■ **PROBLEM REQUIREMENTS**: Each line from the opening of the listing below through the line that contains "use reelgen::error::ReelError;" is to be output exactly as written.

** Opening LISTED RECORDS block **

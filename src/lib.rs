//! reelgen - script to short-form video
//!
//! Turns a short text script into narration audio, word-timed subtitles in
//! two encodings (a WebVTT preview track and an ASS burn-in document) and,
//! given a background video, a composited reel. Speech synthesis,
//! transcription and encoding are delegated to external engines.

pub mod artifacts;
pub mod cli;
pub mod config;
pub mod error;
pub mod media;
pub mod model;
pub mod preview;
pub mod progress;
pub mod setup;
pub mod subtitle;
pub mod synthesize;
pub mod transcribe;
pub mod wav;
pub mod workflow;
//! reelgen - script to short-form video
//!
//! Entry point of the command-line tool: narration synthesis, word-timed
//! subtitles and burn-in compositing through external engines.

use anyhow::{bail, Context, Result};
use clap::Parser;
use indicatif::{MultiProgress, ProgressBar, ProgressStyle};
use std::path::Path;
use std::sync::Arc;
use tracing::{info, warn, Level};
use tracing_appender::{non_blocking, rolling};
use tracing_subscriber::{fmt, layer::SubscriberExt, util::SubscriberInitExt, EnvFilter};

use reelgen::artifacts::{BURN_IN_TRACK_NAME, PREVIEW_TRACK_NAME};
use reelgen::cli::{Args, Commands, Interrupt};
use reelgen::config::Config;
use reelgen::error::ReelError;
use reelgen::model::{Script, VideoSize, Voice};
use reelgen::preview::{PreviewSynchronizer, SurfaceSnapshot};
use reelgen::progress::{GenerationStep, StepStatus};
use reelgen::setup::{ModelStore, AVAILABLE_MODELS, REELGEN_DIR};
use reelgen::subtitle::{build_tracks, load_chunks};
use reelgen::wav::encode_wav;
use reelgen::workflow::{GenerationRequest, Workflow};

const DEFAULT_CONFIG_FILE: &str = "reelgen.toml";

#[tokio::main]
async fn main() -> Result<()> {
    let args = Args::parse();

    // Setup logging to both console and file
    setup_logging(args.verbose)?;

    let config = match &args.config {
        Some(config_path) => Config::from_file(config_path)?,
        None => {
            if Path::new(DEFAULT_CONFIG_FILE).exists() {
                info!("Found {} in current directory, loading...", DEFAULT_CONFIG_FILE);
                Config::from_file(DEFAULT_CONFIG_FILE)?
            } else {
                Config::default()
            }
        }
    };

    match args.command {
        Commands::Generate {
            script,
            script_file,
            voice,
            size,
            background,
            output_dir,
            style,
        } => {
            let text = match (script, script_file) {
                (Some(text), _) => text,
                (None, Some(path)) => tokio::fs::read_to_string(&path)
                    .await
                    .with_context(|| format!("Failed to read script file {}", path.display()))?,
                (None, None) => bail!("Either --script or --script-file is required"),
            };
            let script = Script::new(text)?;

            let style = style.apply(&config.style);
            style.validate()?;

            let background_video = match &background {
                Some(path) => {
                    if !path.exists() {
                        return Err(ReelError::FileNotFound(path.display().to_string()).into());
                    }
                    Some(tokio::fs::read(path).await?)
                }
                None => None,
            };

            let workflow = Arc::new(Workflow::new(config)?);
            workflow.check_availability(background_video.is_some()).await?;

            // First Ctrl-C stops the composite; a second one exits outright
            let canceller = workflow.clone();
            let ctrl_c = tokio::spawn(async move {
                let mut interrupts = 0;
                while tokio::signal::ctrl_c().await.is_ok() {
                    interrupts += 1;
                    match Interrupt::nth(interrupts) {
                        Interrupt::Cancel => {
                            warn!("Interrupted, cancelling generation (press Ctrl-C again to quit)...");
                            canceller.cancel();
                        }
                        Interrupt::Quit => {
                            warn!("Interrupted again, exiting");
                            std::process::exit(130);
                        }
                    }
                }
            });

            let display = tokio::spawn(show_progress(workflow.subscribe()));
            let request = GenerationRequest {
                script,
                voice,
                style,
                video_size: size,
                background_video,
            };
            let outcome = workflow.generate(request).await;
            display.abort();
            ctrl_c.abort();

            let artifacts = outcome?;
            artifacts.save_to(&output_dir).await?;
            let primary = artifacts.primary_download();
            println!(
                "Generated {} ({} bytes, {} subtitle chunks)",
                output_dir.join(primary.file_name).display(),
                primary.bytes.len(),
                artifacts.chunks.len()
            );
        }
        Commands::Subtitles { input, size, output_dir, style } => {
            let style = style.apply(&config.style);
            style.validate()?;
            let chunks = load_chunks(&input).await?;

            let tracks = build_tracks(&chunks, &style, size);
            tokio::fs::create_dir_all(&output_dir).await?;
            tokio::fs::write(output_dir.join(PREVIEW_TRACK_NAME), &tracks.preview).await?;
            tokio::fs::write(output_dir.join(BURN_IN_TRACK_NAME), &tracks.burn_in).await?;
            println!(
                "Wrote {} cues to {} and {}",
                tracks.cue_count(),
                output_dir.join(PREVIEW_TRACK_NAME).display(),
                output_dir.join(BURN_IN_TRACK_NAME).display()
            );
        }
        Commands::Preview { input, time, width, size, style } => {
            let style = style.apply(&config.style);
            style.validate()?;
            let chunks = load_chunks(&input).await?;
            let sync = PreviewSynchronizer::new(&chunks, &style, size);
            let frame = sync.frame(&SurfaceSnapshot { time, rendered_width: width });
            println!("{}", serde_json::to_string_pretty(&frame)?);
        }
        Commands::EncodeWav { input, output, sample_rate } => {
            let raw = tokio::fs::read(&input).await?;
            if raw.len() % 4 != 0 {
                return Err(ReelError::InvalidInput(format!(
                    "{} is not a whole number of f32 samples ({} bytes)",
                    input.display(),
                    raw.len()
                ))
                .into());
            }
            let samples: Vec<f32> = raw
                .chunks_exact(4)
                .map(|b| f32::from_le_bytes([b[0], b[1], b[2], b[3]]))
                .collect();

            let wav = encode_wav(&samples, sample_rate);
            tokio::fs::write(&output, &wav).await?;
            println!("Wrote {} samples to {}", samples.len(), output.display());
        }
        Commands::Voices => {
            println!("{:<12} {:<20}", "Id", "Voice");
            println!("{}", "-".repeat(32));
            for voice in Voice::ALL {
                println!("{:<12} {:<20}", voice.id(), voice.label());
            }
        }
        Commands::Sizes => {
            println!("{:<8} {:<12}", "Label", "Resolution");
            println!("{}", "-".repeat(20));
            for size in VideoSize::PRESETS {
                println!("{:<8} {}x{}", size.aspect_ratio_label, size.width, size.height);
            }
        }
        Commands::Models { download } => {
            let store = ModelStore::default();
            println!("\nAvailable Whisper Models:");
            println!("{:<12} {:<22} {:<10} {:<10}", "Name", "Filename", "Size (MB)", "Status");
            println!("{}", "-".repeat(56));
            for model in AVAILABLE_MODELS.iter() {
                let status = if store.is_installed(model) { "Downloaded" } else { "Missing" };
                println!("{:<12} {:<22} {:<10.1} {:<10}", model.name, model.filename(), model.size_mb, status);
            }

            match download.as_deref() {
                None => {}
                Some("") => {
                    info!("Downloading all missing models...");
                    for model in AVAILABLE_MODELS.iter().filter(|m| !store.is_installed(m)) {
                        store.download_model(model).await?;
                    }
                }
                Some(name) => {
                    let model = ModelStore::find(name)
                        .ok_or_else(|| ReelError::InvalidInput(format!("Unknown model '{}'", name)))?;
                    store.download_model(model).await?;
                }
            }
        }
        Commands::InitConfig { output, force } => {
            if output.exists() && !force {
                bail!("{} already exists (use --force to overwrite)", output.display());
            }
            Config::default().save_to_file(&output)?;
            println!("Wrote default configuration to {}", output.display());
        }
    }

    Ok(())
}

/// Render one bar per pipeline step until aborted
async fn show_progress(mut steps: tokio::sync::watch::Receiver<Vec<GenerationStep>>) {
    let multi = MultiProgress::new();
    let style = ProgressStyle::default_bar()
        .template("{prefix:>22} [{bar:30.cyan/blue}] {pos:>3}% {msg}")
        .unwrap_or_else(|_| ProgressStyle::default_bar())
        .progress_chars("#>-");

    let bars: Vec<ProgressBar> = steps
        .borrow()
        .iter()
        .map(|step| {
            let bar = multi.add(ProgressBar::new(100));
            bar.set_style(style.clone());
            bar.set_prefix(step.name);
            bar
        })
        .collect();

    loop {
        let snapshot = steps.borrow_and_update().clone();
        for (bar, step) in bars.iter().zip(&snapshot) {
            bar.set_position(step.progress.round() as u64);
            bar.set_message(match step.status {
                StepStatus::Pending => "pending",
                StepStatus::Processing => "running",
                StepStatus::Completed => "done",
                StepStatus::Error => "failed",
            });
        }
        if steps.changed().await.is_err() {
            break;
        }
    }
}

/// Setup logging to both console and file
fn setup_logging(verbose: bool) -> Result<()> {
    let log_dir = std::env::current_dir()?.join(REELGEN_DIR).join("log");
    std::fs::create_dir_all(&log_dir)?;

    // Set up file appender with daily rotation
    let file_appender = rolling::daily(&log_dir, "reelgen.log");
    let (non_blocking_file, guard) = non_blocking(file_appender);
    // Keep the guard alive for the duration of the program
    std::mem::forget(guard);

    let log_level = if verbose { Level::DEBUG } else { Level::INFO };

    let console_layer = fmt::layer()
        .with_writer(std::io::stderr)
        .with_target(false);

    let file_layer = fmt::layer()
        .with_writer(non_blocking_file)
        .with_target(false)
        .with_thread_ids(true)
        .with_file(true)
        .with_line_number(true)
        .with_ansi(false);

    tracing_subscriber::registry()
        .with(EnvFilter::from_default_env().add_directive(log_level.into()))
        .with(console_layer)
        .with(file_layer)
        .try_init()
        .map_err(|e| anyhow::anyhow!("Failed to initialize logging: {}", e))?;

    info!("Logging initialized - console: {}, file: {}", log_level, log_dir.join("reelgen.log").display());
    Ok(())
}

** Closing LISTED RECORDS block **

■ **ANSWER TO THE EXERCISE**:
filename src/lib.rs
//! reelgen - script to short-form video
//!
//! Turns a short text script into narration audio, word-timed subtitles in
//! two encodings (a WebVTT preview track and an ASS burn-in document) and,
//! given a background video, a composited reel. Speech synthesis,
//! transcription and encoding are delegated to external engines.

pub mod artifacts;
pub mod cli;
pub mod config;
pub mod error;
pub mod media;
pub mod model;
pub mod preview;
pub mod progress;
pub mod setup;
pub mod subtitle;
pub mod synthesize;
pub mod transcribe;
pub mod wav;
pub mod workflow;
//! reelgen - script to short-form video
//!
//! Entry point of the command-line tool: narration synthesis, word-timed
//! subtitles and burn-in compositing through external engines.

use anyhow::{bail, Context, Result};
use clap::Parser;
use indicatif::{MultiProgress, ProgressBar, ProgressStyle};
use std::path::Path;
use std::sync::Arc;
use tracing::{info, warn, Level};
use tracing_appender::{non_blocking, rolling};
use tracing_subscriber::{fmt, layer::SubscriberExt, util::SubscriberInitExt, EnvFilter};

use reelgen::artifacts::{BURN_IN_TRACK_NAME, PREVIEW_TRACK_NAME};
use reelgen::cli::{Args, Commands, Interrupt};
use reelgen::config::Config;
use reelgen::error::ReelError;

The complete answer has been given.